Besides, the way he’s acting, it doesn’t seem like he thinks I’m so bad after all.
And perhaps escaping into somebody else’s past, someone else’s head for a while is just what I need.
“So? How was it? What’s he like? What did you do?” Mira jogs up the steps from the staff entrance to the wall where I’m sitting waiting for her.
“Do you want me to answer those all together, or maybe one at a time?”
“Either. Whatever.”
We turn onto the gravel path that runs along the side of the hotel towards the gardens, the deer park and home. Through the library windows as we pas
s them, I can see Hal – his head still bent over his stacks of research and notes, his folders full of dead ends and detours. When my shift ended, I said goodbye, that I’d see him in the morning…but he barely even noticed.
She watches me looking back at him and nudges me.
“And?” Her elbow is surprisingly sharp.
“It’s fine.”
“What are you doing in there?”
“He’s researching the hotel, trying to see if it’s a house he’s been looking for. It doesn’t make much sense. But I think he’s been doing it for a while – at least, it sounds like he has.” I glance back at the last library window, but all I can see is the reflection of the gardens. “Why would anyone do that?”
“Rich people,” Mira snorts, as though that explains everything. “I did some research of my own, though, while you’ve been busy.”
“Is this whatever you were studying the other day? What’s that about?”
“Oh.” She rubs at one of her ears. “No. I meant, I was finding out about your Mr Waverley.”
“You know something?”
“Of course.” She gives me a nonchalant smile and keeps on walking, feet crunching on the gravel. “Housekeeping knows everything, no?”
“Go on, then.

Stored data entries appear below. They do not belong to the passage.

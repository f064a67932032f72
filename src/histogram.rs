//! 256-bin luminance histogram with multilevel Otsu thresholding, range
//! statistics and dominant-color lookup.
//!
//! The between-class significance table and per-range statistics are
//! computed lazily and cached for the lifetime of the histogram; the
//! backing bitmap is never mutated after binarization, so the caches are
//! only ever invalidated by building a new histogram.

use crate::bitmap::Bitmap;
use crate::error::{Error, Result};
use std::cell::{OnceCell, RefCell};
use std::collections::HashMap;

const LEVELS: usize = 256;

/// Statistics over the luminance levels of a histogram range.
#[derive(Debug, Clone, Copy, PartialEq)]
pub struct LevelStats {
    pub mean: f64,
    pub median: f64,
    pub std_dev: f64,
    pub unique: u32,
}

/// Statistics over the per-level pixel counts of a histogram range.
#[derive(Debug, Clone, Copy, PartialEq)]
pub struct PixelsPerLevel {
    pub mean: f64,
    pub median: f64,
    pub peak: u32,
}

/// Aggregate statistics for a `[min, max]` level range.
#[derive(Debug, Clone, Copy, PartialEq)]
pub struct RangeStats {
    pub pixels: u32,
    pub levels: LevelStats,
    pub pixels_per_level: PixelsPerLevel,
}

/// Luminance distribution of a bitmap.
pub struct Histogram {
    counts: [u32; LEVELS],
    pixels: u32,
    significance: OnceCell<Vec<f64>>,
    stats_cache: RefCell<HashMap<(u8, u8), RangeStats>>,
}

impl Clone for Histogram {
    fn clone(&self) -> Self {
        // Caches are cheap to rebuild; start the clone cold.
        Histogram {
            counts: self.counts,
            pixels: self.pixels,
            significance: OnceCell::new(),
            stats_cache: RefCell::new(HashMap::new()),
        }
    }
}

impl std::fmt::Debug for Histogram {
    fn fmt(&self, f: &mut std::fmt::Formatter<'_>) -> std::fmt::Result {
        f.debug_struct("Histogram")
            .field("pixels", &self.pixels)
            .finish_non_exhaustive()
    }
}

impl Histogram {
    /// Count luminance levels of a bitmap.
    pub fn from_bitmap(bitmap: &Bitmap) -> Self {
        let mut counts = [0u32; LEVELS];
        for &level in bitmap.data() {
            counts[level as usize] += 1;
        }
        Histogram {
            counts,
            pixels: bitmap.size() as u32,
            significance: OnceCell::new(),
            stats_cache: RefCell::new(HashMap::new()),
        }
    }

    pub fn pixels(&self) -> u32 {
        self.pixels
    }

    pub fn count(&self, level: u8) -> u32 {
        self.counts[level as usize]
    }

    /// Statistics for levels in `[min, max]`.
    pub fn stats(&self, min: u8, max: u8) -> Result<RangeStats> {
        if min > max {
            return Err(Error::InvalidRange { min, max });
        }
        if let Some(cached) = self.stats_cache.borrow().get(&(min, max)) {
            return Ok(*cached);
        }

        let lo = min as usize;
        let hi = max as usize;

        let mut pixels: u64 = 0;
        let mut level_sum: u64 = 0;
        let mut unique: u32 = 0;
        let mut peak: u32 = 0;

        for level in lo..=hi {
            let count = self.counts[level];
            pixels += count as u64;
            level_sum += count as u64 * level as u64;
            if count > 0 {
                unique += 1;
            }
            peak = peak.max(count);
        }

        let mean = level_sum as f64 / pixels as f64;

        let mut deviation_sum = 0.0;
        let mut cumulative: u64 = 0;
        let mut median = f64::NAN;
        for level in lo..=hi {
            let count = self.counts[level];
            deviation_sum += (level as f64 - mean) * (level as f64 - mean) * count as f64;
            cumulative += count as u64;
            if median.is_nan() && pixels > 0 && cumulative * 2 >= pixels {
                median = level as f64;
            }
        }

        let stats = RangeStats {
            pixels: pixels as u32,
            levels: LevelStats {
                mean,
                median,
                std_dev: (deviation_sum / pixels as f64).sqrt(),
                unique,
            },
            pixels_per_level: PixelsPerLevel {
                mean: pixels as f64 / (max as f64 - min as f64),
                median: pixels as f64 / unique as f64,
                peak,
            },
        };

        self.stats_cache.borrow_mut().insert((min, max), stats);
        Ok(stats)
    }

    /// Level in `[min, max]` whose `tolerance`-bin window holds the most
    /// pixels. Ties prefer the larger own-bin count, then the lower level.
    /// `None` when the range contains no pixels.
    pub fn dominant_color(&self, min: u8, max: u8, tolerance: u32) -> Result<Option<u8>> {
        if min > max {
            return Err(Error::InvalidRange { min, max });
        }

        let range_pixels: u64 = (min as usize..=max as usize)
            .map(|l| self.counts[l] as u64)
            .sum();
        if range_pixels == 0 {
            return Ok(None);
        }
        if min == max {
            return Ok(Some(min));
        }

        let tolerance = tolerance.max(1) as i64;
        let window_start = -(tolerance / 2);

        let mut dominant: Option<u8> = None;
        let mut dominant_sum: u64 = 0;

        for level in min as i64..=max as i64 {
            let mut sum: u64 = 0;
            for offset in window_start..window_start + tolerance {
                let bin = level + offset;
                if (0..LEVELS as i64).contains(&bin) {
                    sum += self.counts[bin as usize] as u64;
                }
            }

            let own = self.counts[level as usize];
            let better = sum > dominant_sum
                || (sum == dominant_sum
                    && dominant.is_some_and(|d| own > self.counts[d as usize]));
            if better {
                dominant = Some(level as u8);
                dominant_sum = sum;
            }
        }

        Ok(if dominant_sum == 0 { None } else { dominant })
    }

    /// Otsu's method extended to `amount` thresholds over `[min, max]`.
    ///
    /// Maximizes the summed between-class significance `S²/P` over all
    /// ordered threshold tuples; on ties the lexicographically smallest
    /// tuple wins. Returns an empty vector when the range cannot hold the
    /// requested thresholds, when the histogram is empty, or when the
    /// range holds a single color. The search is exponential in `amount`
    /// and is intended for five thresholds or fewer.
    pub fn multilevel_thresholds(&self, amount: u32, min: u8, max: u8) -> Vec<u8> {
        let amount = (amount as i64).min(max as i64 - min as i64 - 2);
        if amount < 1 || self.pixels == 0 {
            return Vec::new();
        }
        let amount = amount as usize;

        // A range with fewer than two occupied levels has no cut that
        // improves on the undivided baseline; skip the enumeration.
        let occupied = (min as usize..=max as usize)
            .filter(|&level| self.counts[level] > 0)
            .count();
        if occupied < 2 {
            return Vec::new();
        }

        let table = self.significance_table();
        let min = min as usize;
        let max = max as usize;

        let mut best: Option<Vec<usize>> = None;
        // The undivided range is the baseline: a tuple only counts if it
        // strictly improves on it, so a single-color range yields nothing.
        let mut best_sig = table[sig_index(min, max)];
        let mut current = vec![0usize; amount];

        self.search_thresholds(
            table,
            min,
            max,
            amount,
            1,
            min,
            0.0,
            &mut current,
            &mut best_sig,
            &mut best,
        );

        best.map(|tuple| tuple.into_iter().map(|t| t as u8).collect())
            .unwrap_or_default()
    }

    /// Single automatic threshold for `[min, max]`, if one exists.
    pub fn auto_threshold(&self, min: u8, max: u8) -> Option<u8> {
        self.multilevel_thresholds(1, min, max).first().copied()
    }

    #[allow(clippy::too_many_arguments)]
    fn search_thresholds(
        &self,
        table: &[f64],
        min: usize,
        max: usize,
        amount: usize,
        depth: usize,
        segment_start: usize,
        sig_so_far: f64,
        current: &mut Vec<usize>,
        best_sig: &mut f64,
        best: &mut Option<Vec<usize>>,
    ) {
        // Threshold `depth` must leave room for the remaining ones below max.
        let first = if depth == 1 { min + 1 } else { current[depth - 2] + 1 };
        let last = max - 1 - (amount - depth);

        for threshold in first..=last {
            let sig = sig_so_far + table[sig_index(segment_start, threshold)];
            current[depth - 1] = threshold;

            if depth == amount {
                let total = sig + table[sig_index(threshold + 1, max)];
                if total > *best_sig {
                    *best_sig = total;
                    *best = Some(current.clone());
                }
            } else {
                self.search_thresholds(
                    table,
                    min,
                    max,
                    amount,
                    depth + 1,
                    threshold + 1,
                    sig,
                    current,
                    best_sig,
                    best,
                );
            }
        }
    }

    /// Between-class significance `H[i,j] = S[i,j]² / P[i,j]` for every
    /// level range, from the classical P/S prefix tables. Built once.
    fn significance_table(&self) -> &[f64] {
        self.significance.get_or_init(|| {
            let total = self.pixels as f64;
            let mut cum_p = [0.0f64; LEVELS + 1];
            let mut cum_s = [0.0f64; LEVELS + 1];
            for level in 0..LEVELS {
                let p = self.counts[level] as f64 / total;
                cum_p[level + 1] = cum_p[level] + p;
                cum_s[level + 1] = cum_s[level] + level as f64 * p;
            }

            let mut table = vec![0.0f64; LEVELS * LEVELS];
            for i in 0..LEVELS {
                for j in i..LEVELS {
                    let p = cum_p[j + 1] - cum_p[i];
                    let s = cum_s[j + 1] - cum_s[i];
                    if p != 0.0 {
                        table[sig_index(i, j)] = s * s / p;
                    }
                }
            }
            table
        })
    }
}

fn sig_index(i: usize, j: usize) -> usize {
    i * LEVELS + j
}

#[cfg(test)]
mod tests {
    include!("histogram_tests.rs");
}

Prove it.”
“Nineteen. And an Aquarius. He’s mysterious, but also detached.”
“Yeah, he’s detached all right. And how do you know that?”
“That he’s deta—?”
“No, stupid,” I interrupt her, smacking her gently on the arm. “His birthday.”
“Oh. The usual. I asked Kate on reception to check the scan of his passport. I told her I needed it for age verification for the room.”
“That’s genius.”
She beams at me.
“Two years older than me – he’s the same age as you!”
She nods and purses her lips, pressing a hand dramatically to her chest. “But not a majestic Taurus.”
“No. Obviously. And not as broke as you, either. What else did you get?”